Con 170 voti a favore e 8 contrari, la Camera del popolo (la camera bassa del Parlamento somalo) ha sfiduciato sabato 25 luglio il primo ministro Hassan Ali Khaire. La sfiducia va inquadrata nell’ambito della spaccatura che si è venuta a creare fra governo e Parlamento per quanto riguarda i modi e i tempi di svolgimento delle prossime elezioni generali. Il voto si inserisce infatti nel contesto dello stallo politico che da mesi vede contrapposti il governo federale e gli Stati regionali: a determinare lo stallo c’è soprattutto la controversa legge elettorale approvata a dicembre dal Parlamento somalo e promulgata dal presidente Mohamed Abdullahi “Farmajo” nel febbraio scorso ma che vede la netta opposizione degli Stati regionali che accusano il capo dello Stato di voler estendere il suo mandato. In questo contesto, il premier sfiduciato Khaire si è finora sempre schierato contro l’eventualità di un rinvio del voto, allineandosi di fatto alle posizioni degli Stati regionali e contro quelle del presidente Farmajo, nella convinzione che le elezioni debbano svolgersi entro quest’anno e che qualsiasi tentativo di far deragliare il processo elettorale rischierebbe di innescare ulteriori tumulti politici e una “crisi politica” che getterebbe il Paese nel caos.

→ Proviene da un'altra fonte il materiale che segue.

//! Prometheus metrics for the broker.
//!
//! [`BrokerMetrics`] owns a dedicated [`Registry`] that `GET /metrics`
//! encodes into the Prometheus text exposition format.

use prometheus::{
    register_histogram_with_registry, register_int_counter_with_registry,
    register_int_gauge_vec_with_registry, Histogram, HistogramOpts, IntCounter, IntGaugeVec, Opts,
    Registry, TextEncoder,
};

use crate::buckets::{Bucket, BucketCounts};

pub struct BrokerMetrics {
    pub registry: Registry,

    // ── Counters ────────────────────────────────────────────────────────
    /// Dispatch calls that reached the worker pool.
    pub dispatches: IntCounter,
    /// Dispatches widened from one bucket to every bucket.
    pub escalations: IntCounter,
    /// Dispatches that ended without valid work.
    pub timeouts: IntCounter,
    /// Dispatches answered from the cache or the work store.
    pub cache_hits: IntCounter,
    pub valid_results: IntCounter,
    pub invalid_results: IntCounter,
    /// Responses whose request id was no longer pending.
    pub unmatched_responses: IntCounter,
    /// Connections dropped because their outbound queue was full or closed.
    pub dead_peers: IntCounter,
    /// Credit events lost to a full queue.
    pub dropped_credits: IntCounter,
    pub banned_addresses: IntCounter,

    // ── Gauges ──────────────────────────────────────────────────────────
    pub connected_workers: IntGaugeVec,

    // ── Histograms ──────────────────────────────────────────────────────
    /// Time from dispatch to valid work, in milliseconds.
    pub dispatch_latency_ms: Histogram,
}

impl BrokerMetrics {
    pub fn new() -> Result<Self, prometheus::Error> {
        let registry = Registry::new();

        let dispatches = register_int_counter_with_registry!(
            Opts::new("bpow_dispatches_total", "Work requests sent to the pool"),
            registry
        )?;
        let escalations = register_int_counter_with_registry!(
            Opts::new(
                "bpow_escalations_total",
                "Requests re-broadcast to every bucket"
            ),
            registry
        )?;
        let timeouts = register_int_counter_with_registry!(
            Opts::new("bpow_timeouts_total", "Requests that received no valid work"),
            registry
        )?;
        let cache_hits = register_int_counter_with_registry!(
            Opts::new("bpow_cache_hits_total", "Requests answered without the pool"),
            registry
        )?;
        let valid_results = register_int_counter_with_registry!(
            Opts::new("bpow_valid_results_total", "Accepted worker results"),
            registry
        )?;
        let invalid_results = register_int_counter_with_registry!(
            Opts::new("bpow_invalid_results_total", "Rejected worker results"),
            registry
        )?;
        let unmatched_responses = register_int_counter_with_registry!(
            Opts::new(
                "bpow_unmatched_responses_total",
                "Worker responses for requests no longer pending"
            ),
            registry
        )?;
        let dead_peers = register_int_counter_with_registry!(
            Opts::new("bpow_dead_peers_total", "Connections dropped on send failure"),
            registry
        )?;
        let dropped_credits = register_int_counter_with_registry!(
            Opts::new(
                "bpow_dropped_credits_total",
                "Credit events dropped on a full queue"
            ),
            registry
        )?;
        let banned_addresses = register_int_counter_with_registry!(
            Opts::new("bpow_banned_addresses_total", "Addresses banned for invalid work"),
            registry
        )?;

        let connected_workers = register_int_gauge_vec_with_registry!(
            Opts::new("bpow_connected_workers", "Connected workers per bucket"),
            &["bucket"],
            registry
        )?;

        // 1 ms → ~32 s.
        let dispatch_latency_ms = register_histogram_with_registry!(
            HistogramOpts::new(
                "bpow_dispatch_latency_ms",
                "Dispatch latency in milliseconds"
            )
            .buckets(prometheus::exponential_buckets(1.0, 2.0, 16)?),
            registry
        )?;

        Ok(Self {
            registry,
            dispatches,
            escalations,
            timeouts,
            cache_hits,
            valid_results,
            invalid_results,
            unmatched_responses,
            dead_peers,
            dropped_credits,
            banned_addresses,
            connected_workers,
            dispatch_latency_ms,
        })
    }

    pub fn set_bucket_counts(&self, counts: BucketCounts) {
        for (bucket, count) in [
            (Bucket::A, counts.a),
            (Bucket::B, counts.b),
            (Bucket::C, counts.c),
        ] {
            self.connected_workers
                .with_label_values(&[bucket.as_str()])
                .set(count as i64);
        }
    }

    /// Encode every metric in the text exposition format.
    pub fn gather(&self) -> Result<String, prometheus::Error> {
        TextEncoder::new().encode_to_string(&self.registry.gather())
    }
}

#[cfg(test)]
mod tests {
    use super::*;

    #[test]
    fn gather_contains_registered_metrics() {
        let metrics = BrokerMetrics::new().unwrap();
        metrics.dispatches.inc();
        metrics.set_bucket_counts(BucketCounts { a: 2, b: 1, c: 0 });
        let text = metrics.gather().unwrap();
        assert!(text.contains("bpow_dispatches_total 1"));
        assert!(text.contains("bpow_connected_workers{bucket=\"a\"} 2"));
        assert!(text.contains("bpow_dispatch_latency_ms"));
    }

    #[test]
    fn registries_are_independent() {
        let first = BrokerMetrics::new().unwrap();
        let second = BrokerMetrics::new().unwrap();
        first.timeouts.inc();
        assert_eq!(second.timeouts.get(), 0);
    }
}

Nel prendere atto della mozione di sfiducia nei confronti del premier Khaire, il presidente Farmajo ha «accolto con favore la decisione della Camera del popolo, tenendo conto della sua indipendenza e dell’autorità costituzionale», e ha ribadito «l’importanza della cooperazione tra tutti poteri statali», specialmente in questa fase critica. «La frattura tra governo e Parlamento sta minando i progressi compiuti e, a tal fine, ho deciso di prendere in considerazione la voce della Camera dei rappresentanti come il fondamento della nostra nazione», si legge in una nota della presidenza. Farmajo ha intanto nominato il vicepremier Mahdi Mohammed Gulaid come primo ministro ad interim in seguito al voto di sfiducia nei confronti di Khaire. Nel frattempo, fonti citate da alcuni media somali affermano che Khaire annuncerà a breve la sua candidatura alla presidenza. In precedenza i rappresentanti del governo federale e degli Stati regionali, riuniti da due settimane a Dusa Mareb, avevano concordato di tenere le elezioni generali nel più breve tempo possibile e nei tempi previsti dalla Costituzione. Nel corso della riunione era stato deciso di nominare un comitato di lavoro tecnico congiunto incaricato di presentare le sue raccomandazioni in merito alle elezioni entro due settimane, quando è prevista una seconda conferenza sempre a Dusa Mareb.